__WHAT NEEDS TO BE DONE__
The entries below must be repeated exactly. None may be skipped.

__DATA IN THIS EXERCISE__
^^^^^^^^^^^^^^^^

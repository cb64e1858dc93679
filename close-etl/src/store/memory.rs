use std::collections::HashMap;
use std::sync::Arc;

use chrono::{DateTime, Utc};
use tokio::sync::Mutex;
use tracing::info;

use crate::error::{ErrorKind, EtlResult};
use crate::etl_error;
use crate::schema::TableSchema;
use crate::store::TableStore;
use crate::types::TransformedRow;

#[derive(Debug, Default)]
struct Inner {
    tables: HashMap<String, Vec<TransformedRow>>,
}

/// In-memory table store for testing and development purposes.
///
/// Tables are plain row vectors held behind a mutex. Compaction rebuilds the
/// canonical vector in one critical section, so readers never observe a
/// half-replaced table. All data is lost when the process terminates.
#[derive(Debug, Clone, Default)]
pub struct MemoryTableStore {
    inner: Arc<Mutex<Inner>>,
}

impl MemoryTableStore {
    /// Creates a new empty memory store.
    pub fn new() -> Self {
        Self::default()
    }

    /// Inserts a single row into `table`, creating the table if needed.
    ///
    /// Seeding helper for tests that need pre-existing canonical rows.
    pub async fn insert_row(&self, table: &str, row: TransformedRow) {
        let mut inner = self.inner.lock().await;
        inner.tables.entry(table.to_owned()).or_default().push(row);
    }

    /// Returns a copy of the rows currently stored in `table`.
    pub async fn table_rows(&self, table: &str) -> Vec<TransformedRow> {
        let inner = self.inner.lock().await;
        inner.tables.get(table).cloned().unwrap_or_default()
    }

    /// Drops all tables and their rows.
    pub async fn clear(&self) {
        let mut inner = self.inner.lock().await;
        inner.tables.clear();
    }
}

/// Compares two increment values, parsing them as RFC 3339 timestamps when
/// possible and falling back to string order otherwise.
fn increment_cmp(left: &serde_json::Value, right: &serde_json::Value) -> std::cmp::Ordering {
    let parse = |value: &serde_json::Value| {
        value
            .as_str()
            .and_then(|raw| DateTime::parse_from_rfc3339(raw).ok())
            .map(|parsed| parsed.with_timezone(&Utc))
    };

    match (parse(left), parse(right)) {
        (Some(left), Some(right)) => left.cmp(&right),
        _ => left.to_string().cmp(&right.to_string()),
    }
}

fn primary_key_of(row: &TransformedRow, primary_key: &[&str]) -> EtlResult<Vec<String>> {
    primary_key
        .iter()
        .map(|column| {
            row.get(*column)
                .filter(|value| !value.is_null())
                .map(|value| value.to_string())
                .ok_or_else(|| {
                    etl_error!(
                        ErrorKind::CompactFailed,
                        "Row missing primary key column",
                        format!("column `{column}`")
                    )
                })
        })
        .collect()
}

impl TableStore for MemoryTableStore {
    async fn append_rows(
        &self,
        table: &str,
        _schema: &TableSchema,
        rows: Vec<TransformedRow>,
    ) -> EtlResult<u64> {
        let mut inner = self.inner.lock().await;

        info!(table, num_rows = rows.len(), "appending rows to memory table");

        let num_rows = rows.len() as u64;
        inner.tables.entry(table.to_owned()).or_default().extend(rows);

        Ok(num_rows)
    }

    async fn max_increment(&self, table: &str, column: &str) -> EtlResult<Option<DateTime<Utc>>> {
        let inner = self.inner.lock().await;

        let Some(rows) = inner.tables.get(table) else {
            return Ok(None);
        };

        let max = rows
            .iter()
            .filter_map(|row| row.get(column).and_then(|value| value.as_str()))
            .filter_map(|raw| DateTime::parse_from_rfc3339(raw).ok())
            .map(|parsed| parsed.with_timezone(&Utc))
            .max();

        Ok(max)
    }

    async fn replace_with_latest(
        &self,
        canonical: &str,
        staging: &str,
        primary_key: &[&str],
        increment_key: &str,
    ) -> EtlResult<u64> {
        let mut inner = self.inner.lock().await;

        let staged = inner.tables.get(staging).cloned().unwrap_or_default();

        // One row per primary key tuple. Later staged rows win ties, which
        // matches descending ordering over staging insertion order.
        let mut order: Vec<Vec<String>> = Vec::new();
        let mut latest: HashMap<Vec<String>, TransformedRow> = HashMap::new();
        for row in staged {
            let key = primary_key_of(&row, primary_key)?;
            match latest.get(&key) {
                Some(current) => {
                    let null = serde_json::Value::Null;
                    let incoming = row.get(increment_key).unwrap_or(&null);
                    let existing = current.get(increment_key).unwrap_or(&null);
                    if increment_cmp(incoming, existing).is_ge() {
                        latest.insert(key, row);
                    }
                }
                None => {
                    order.push(key.clone());
                    latest.insert(key, row);
                }
            }
        }

        let compacted: Vec<TransformedRow> = order
            .iter()
            .filter_map(|key| latest.remove(key))
            .collect();
        let num_rows = compacted.len() as u64;

        info!(
            canonical,
            staging, num_rows, "replacing memory table with compacted rows"
        );

        inner.tables.insert(canonical.to_owned(), compacted);

        Ok(num_rows)
    }
}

^^^^^^^^^^^^^^^^

__OUTPUT OF THE EXERCISE__
repository cb64e1858dc93679
filename close-etl/src/store/memory.rs
use std::collections::HashMap;
use std::sync::Arc;

use chrono::{DateTime, Utc};
use tokio::sync::Mutex;
use tracing::info;

use crate::error::{ErrorKind, EtlResult};
use crate::etl_error;
use crate::schema::TableSchema;
use crate::store::TableStore;
use crate::types::TransformedRow;

#[derive(Debug, Default)]
struct Inner {
    tables: HashMap<String, Vec<TransformedRow>>,
}

/// In-memory table store for testing and development purposes.
///
/// Tables are plain row vectors held behind a mutex. Compaction rebuilds the
/// canonical vector in one critical section, so readers never observe a
/// half-replaced table. All data is lost when the process terminates.
#[derive(Debug, Clone, Default)]
pub struct MemoryTableStore {
    inner: Arc<Mutex<Inner>>,
}

impl MemoryTableStore {
    /// Creates a new empty memory store.
    pub fn new() -> Self {
        Self::default()
    }

    /// Inserts a single row into `table`, creating the table if needed.
    ///
    /// Seeding helper for tests that need pre-existing canonical rows.
    pub async fn insert_row(&self, table: &str, row: TransformedRow) {
        let mut inner = self.inner.lock().await;
        inner.tables.entry(table.to_owned()).or_default().push(row);
    }

    /// Returns a copy of the rows currently stored in `table`.
    pub async fn table_rows(&self, table: &str) -> Vec<TransformedRow> {
        let inner = self.inner.lock().await;
        inner.tables.get(table).cloned().unwrap_or_default()
    }

    /// Drops all tables and their rows.
    pub async fn clear(&self) {
        let mut inner = self.inner.lock().await;
        inner.tables.clear();
    }
}

/// Compares two increment values, parsing them as RFC 3339 timestamps when
/// possible and falling back to string order otherwise.
fn increment_cmp(left: &serde_json::Value, right: &serde_json::Value) -> std::cmp::Ordering {
    let parse = |value: &serde_json::Value| {
        value
            .as_str()
            .and_then(|raw| DateTime::parse_from_rfc3339(raw).ok())
            .map(|parsed| parsed.with_timezone(&Utc))
    };

    match (parse(left), parse(right)) {
        (Some(left), Some(right)) => left.cmp(&right),
        _ => left.to_string().cmp(&right.to_string()),
    }
}

fn primary_key_of(row: &TransformedRow, primary_key: &[&str]) -> EtlResult<Vec<String>> {
    primary_key
        .iter()
        .map(|column| {
            row.get(*column)
                .filter(|value| !value.is_null())
                .map(|value| value.to_string())
                .ok_or_else(|| {
                    etl_error!(
                        ErrorKind::CompactFailed,
                        "Row missing primary key column",
                        format!("column `{column}`")
                    )
                })
        })
        .collect()
}

impl TableStore for MemoryTableStore {
    async fn append_rows(
        &self,
        table: &str,
        _schema: &TableSchema,
        rows: Vec<TransformedRow>,
    ) -> EtlResult<u64> {
        let mut inner = self.inner.lock().await;

        info!(table, num_rows = rows.len(), "appending rows to memory table");

        let num_rows = rows.len() as u64;
        inner.tables.entry(table.to_owned()).or_default().extend(rows);

        Ok(num_rows)
    }

    async fn max_increment(&self, table: &str, column: &str) -> EtlResult<Option<DateTime<Utc>>> {
        let inner = self.inner.lock().await;

        let Some(rows) = inner.tables.get(table) else {
            return Ok(None);
        };

        let max = rows
            .iter()
            .filter_map(|row| row.get(column).and_then(|value| value.as_str()))
            .filter_map(|raw| DateTime::parse_from_rfc3339(raw).ok())
            .map(|parsed| parsed.with_timezone(&Utc))
            .max();

        Ok(max)
    }

    async fn replace_with_latest(
        &self,
        canonical: &str,
        staging: &str,
        primary_key: &[&str],
        increment_key: &str,
    ) -> EtlResult<u64> {
        let mut inner = self.inner.lock().await;

        let staged = inner.tables.get(staging).cloned().unwrap_or_default();

        // One row per primary key tuple. Later staged rows win ties, which
        // matches descending ordering over staging insertion order.
        let mut order: Vec<Vec<String>> = Vec::new();
        let mut latest: HashMap<Vec<String>, TransformedRow> = HashMap::new();
        for row in staged {
            let key = primary_key_of(&row, primary_key)?;
            match latest.get(&key) {
                Some(current) => {
                    let null = serde_json::Value::Null;
                    let incoming = row.get(increment_key).unwrap_or(&null);
                    let existing = current.get(increment_key).unwrap_or(&null);
                    if increment_cmp(incoming, existing).is_ge() {
                        latest.insert(key, row);
                    }
                }
                None => {
                    order.push(key.clone());
                    latest.insert(key, row);
                }
            }
        }

        let compacted: Vec<TransformedRow> = order
            .iter()
            .filter_map(|key| latest.remove(key))
            .collect();
        let num_rows = compacted.len() as u64;

        info!(
            canonical,
            staging, num_rows, "replacing memory table with compacted rows"
        );

        inner.tables.insert(canonical.to_owned(), compacted);

        Ok(num_rows)
    }
}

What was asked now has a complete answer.